DIRECTIONS:
Show only those lines of the entries where the string "Lexer" is found.

DATASET CONTENT:

// ABOUTME: Integration tests for the REPL's line-by-line evaluation semantics

use lox_interpreter::diagnostics::DiagnosticSink;
use lox_interpreter::env::Environment;
use lox_interpreter::eval::Interpreter;
use lox_interpreter::lexer::Lexer;
use lox_interpreter::parser::Parser;
use lox_interpreter::token::{Token, TokenKind};
use lox_interpreter::value::Value;
use std::rc::Rc;

/// Feeds one line through the same lex/parse/interpret pipeline `main`
/// uses for each line read from the prompt.
fn eval_line(interpreter: &Interpreter, line: &str) -> DiagnosticSink {
    let mut sink = DiagnosticSink::new();
    let tokens = Lexer::new(line).scan_tokens(&mut sink);
    let statements = Parser::new(tokens, &mut sink).parse();
    if !sink.had_compile_error() {
        interpreter.interpret(&statements, &mut sink);
    }
    sink
}

fn global(env: &Rc<Environment>, name: &str) -> Value {
    let token = Token::new(TokenKind::Identifier, name, 1);
    env.get(&token).expect("variable should be defined")
}

#[test]
fn test_variables_persist_across_lines() {
    let interpreter = Interpreter::new();
    eval_line(&interpreter, "var x = 1;");
    eval_line(&interpreter, "x = x + 41;");
    assert!(matches!(
        global(&interpreter.globals, "x"),
        Value::Number(n) if n == 42.0
    ));
}

#[test]
fn test_function_defined_on_one_line_usable_on_next() {
    let interpreter = Interpreter::new();
    eval_line(&interpreter, "fun greet(name) { return name; }");
    let sink = eval_line(&interpreter, "var greeting = greet(\"hi\");");
    assert!(!sink.had_runtime_error());
    assert!(matches!(
        global(&interpreter.globals, "greeting"),
        Value::String(ref s) if s == "hi"
    ));
}

#[test]
fn test_compile_error_on_one_line_does_not_poison_later_lines() {
    let interpreter = Interpreter::new();
    let bad = eval_line(&interpreter, "var = ;");
    assert!(bad.had_compile_error());

    let good = eval_line(&interpreter, "var y = 7;");
    assert!(!good.had_compile_error());
    assert!(!good.had_runtime_error());
    assert!(matches!(
        global(&interpreter.globals, "y"),
        Value::Number(n) if n == 7.0
    ));
}

#[test]
fn test_runtime_error_on_one_line_does_not_end_session() {
    let interpreter = Interpreter::new();
    let bad = eval_line(&interpreter, "undefinedThing;");
    assert!(bad.had_runtime_error());

    let good = eval_line(&interpreter, "var z = 1;");
    assert!(!good.had_runtime_error());
    assert!(matches!(
        global(&interpreter.globals, "z"),
        Value::Number(n) if n == 1.0
    ));
}
// ABOUTME: Host-level error type for the CLI/REPL boundary, separate from diagnostics

use thiserror::Error;

/// Errors that abort the process before the diagnostics pipeline even
/// gets a chance to run (a script couldn't be read, a REPL line couldn't
/// be read back from the terminal, and so on). Never used for lex/parse/
/// runtime errors in Lox source, which go through `DiagnosticSink`
/// instead.
#[derive(Error, Debug)]
pub enum LoxError {
    #[error("failed to read script '{path}': {source}")]
    ScriptRead {
        path: String,
        #[source]
        source: std::io::Error,
    },

    #[error("{0}")]
    Usage(String),

    #[error(transparent)]
    Readline(#[from] rustyline::error::ReadlineError),
}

RESULT:
use lox_interpreter::lexer::Lexer;
    let tokens = Lexer::new(line).scan_tokens(&mut sink);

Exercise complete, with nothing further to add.